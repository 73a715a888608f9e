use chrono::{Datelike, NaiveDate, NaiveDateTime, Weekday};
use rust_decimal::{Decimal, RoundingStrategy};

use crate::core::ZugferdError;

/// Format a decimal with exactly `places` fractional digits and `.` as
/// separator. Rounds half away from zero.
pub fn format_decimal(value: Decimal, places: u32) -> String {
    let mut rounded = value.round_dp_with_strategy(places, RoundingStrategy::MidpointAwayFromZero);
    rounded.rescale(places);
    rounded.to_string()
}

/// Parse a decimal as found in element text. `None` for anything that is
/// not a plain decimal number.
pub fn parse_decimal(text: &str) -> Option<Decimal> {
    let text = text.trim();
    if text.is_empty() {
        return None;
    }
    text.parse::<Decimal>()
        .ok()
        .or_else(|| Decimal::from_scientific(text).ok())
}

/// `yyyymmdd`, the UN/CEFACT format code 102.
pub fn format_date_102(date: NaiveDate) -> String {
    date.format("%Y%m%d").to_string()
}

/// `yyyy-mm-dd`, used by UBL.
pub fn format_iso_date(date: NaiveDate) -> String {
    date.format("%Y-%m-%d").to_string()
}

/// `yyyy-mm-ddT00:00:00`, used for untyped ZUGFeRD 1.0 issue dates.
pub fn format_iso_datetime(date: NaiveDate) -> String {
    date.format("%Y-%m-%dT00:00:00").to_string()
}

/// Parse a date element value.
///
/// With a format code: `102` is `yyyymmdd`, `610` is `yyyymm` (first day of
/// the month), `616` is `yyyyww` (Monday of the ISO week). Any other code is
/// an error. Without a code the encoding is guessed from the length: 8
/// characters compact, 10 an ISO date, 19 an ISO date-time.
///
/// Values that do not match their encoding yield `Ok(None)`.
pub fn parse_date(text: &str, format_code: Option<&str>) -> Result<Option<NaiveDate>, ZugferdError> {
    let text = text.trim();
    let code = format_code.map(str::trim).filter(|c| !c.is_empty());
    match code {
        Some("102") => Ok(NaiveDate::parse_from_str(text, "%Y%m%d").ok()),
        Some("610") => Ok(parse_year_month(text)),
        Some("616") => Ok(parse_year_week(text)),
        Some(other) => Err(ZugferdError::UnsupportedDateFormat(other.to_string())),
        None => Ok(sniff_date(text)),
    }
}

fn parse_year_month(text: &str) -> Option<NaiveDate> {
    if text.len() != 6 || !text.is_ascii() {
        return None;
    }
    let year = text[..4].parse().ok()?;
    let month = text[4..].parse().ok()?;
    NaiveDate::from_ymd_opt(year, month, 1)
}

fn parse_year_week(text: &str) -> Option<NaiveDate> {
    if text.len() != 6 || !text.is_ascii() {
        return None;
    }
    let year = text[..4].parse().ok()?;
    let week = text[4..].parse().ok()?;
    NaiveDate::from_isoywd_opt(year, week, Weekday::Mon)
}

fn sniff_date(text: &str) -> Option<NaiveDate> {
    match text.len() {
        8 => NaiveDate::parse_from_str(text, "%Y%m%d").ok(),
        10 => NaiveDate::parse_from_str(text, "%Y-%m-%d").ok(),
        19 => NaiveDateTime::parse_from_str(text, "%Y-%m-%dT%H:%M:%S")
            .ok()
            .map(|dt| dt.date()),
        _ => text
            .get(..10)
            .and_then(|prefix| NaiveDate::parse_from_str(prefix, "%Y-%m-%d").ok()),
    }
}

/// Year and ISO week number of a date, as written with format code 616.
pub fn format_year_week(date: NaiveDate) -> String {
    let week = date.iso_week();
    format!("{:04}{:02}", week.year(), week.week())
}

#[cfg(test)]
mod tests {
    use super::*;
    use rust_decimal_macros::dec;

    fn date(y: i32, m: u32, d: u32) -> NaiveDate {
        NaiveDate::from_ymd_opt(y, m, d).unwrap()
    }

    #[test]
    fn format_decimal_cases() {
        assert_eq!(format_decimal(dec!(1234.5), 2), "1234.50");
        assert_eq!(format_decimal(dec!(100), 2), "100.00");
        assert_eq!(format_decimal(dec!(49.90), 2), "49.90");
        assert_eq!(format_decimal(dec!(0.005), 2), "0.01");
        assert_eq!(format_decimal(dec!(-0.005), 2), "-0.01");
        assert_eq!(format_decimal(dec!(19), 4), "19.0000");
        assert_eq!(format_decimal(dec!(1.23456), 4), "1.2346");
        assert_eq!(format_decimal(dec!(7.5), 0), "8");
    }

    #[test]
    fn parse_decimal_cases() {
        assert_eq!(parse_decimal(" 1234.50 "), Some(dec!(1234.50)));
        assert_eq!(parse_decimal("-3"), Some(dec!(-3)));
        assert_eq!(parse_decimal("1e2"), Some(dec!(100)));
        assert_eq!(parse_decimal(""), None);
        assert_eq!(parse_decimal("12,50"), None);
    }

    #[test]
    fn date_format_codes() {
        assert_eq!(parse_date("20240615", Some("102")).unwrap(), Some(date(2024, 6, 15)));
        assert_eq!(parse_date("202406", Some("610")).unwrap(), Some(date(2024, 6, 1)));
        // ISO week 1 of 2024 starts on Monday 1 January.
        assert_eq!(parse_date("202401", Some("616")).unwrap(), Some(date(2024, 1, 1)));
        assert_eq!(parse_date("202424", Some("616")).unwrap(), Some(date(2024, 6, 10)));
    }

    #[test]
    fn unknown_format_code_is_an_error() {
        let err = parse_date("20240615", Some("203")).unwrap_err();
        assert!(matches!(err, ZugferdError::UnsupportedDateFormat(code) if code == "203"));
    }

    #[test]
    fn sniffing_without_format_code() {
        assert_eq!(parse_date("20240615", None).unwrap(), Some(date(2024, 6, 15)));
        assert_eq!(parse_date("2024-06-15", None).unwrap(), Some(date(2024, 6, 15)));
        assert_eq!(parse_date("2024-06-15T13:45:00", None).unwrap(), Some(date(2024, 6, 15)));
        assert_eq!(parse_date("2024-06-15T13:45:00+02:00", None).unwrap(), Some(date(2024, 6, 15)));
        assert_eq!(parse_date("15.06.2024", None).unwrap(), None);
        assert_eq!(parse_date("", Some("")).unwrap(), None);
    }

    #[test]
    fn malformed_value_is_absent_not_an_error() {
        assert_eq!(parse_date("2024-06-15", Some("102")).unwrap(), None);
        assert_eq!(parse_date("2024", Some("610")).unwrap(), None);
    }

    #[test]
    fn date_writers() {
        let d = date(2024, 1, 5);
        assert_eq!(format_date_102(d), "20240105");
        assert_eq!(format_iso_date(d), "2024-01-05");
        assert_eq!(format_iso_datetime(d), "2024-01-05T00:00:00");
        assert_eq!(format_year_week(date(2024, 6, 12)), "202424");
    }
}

* * *

◆ HOW TO COMPLETE THIS TASK
Your answer should be one number, the count of lines in the records that contain the word "element".

◆ YOUR SOLUTION
2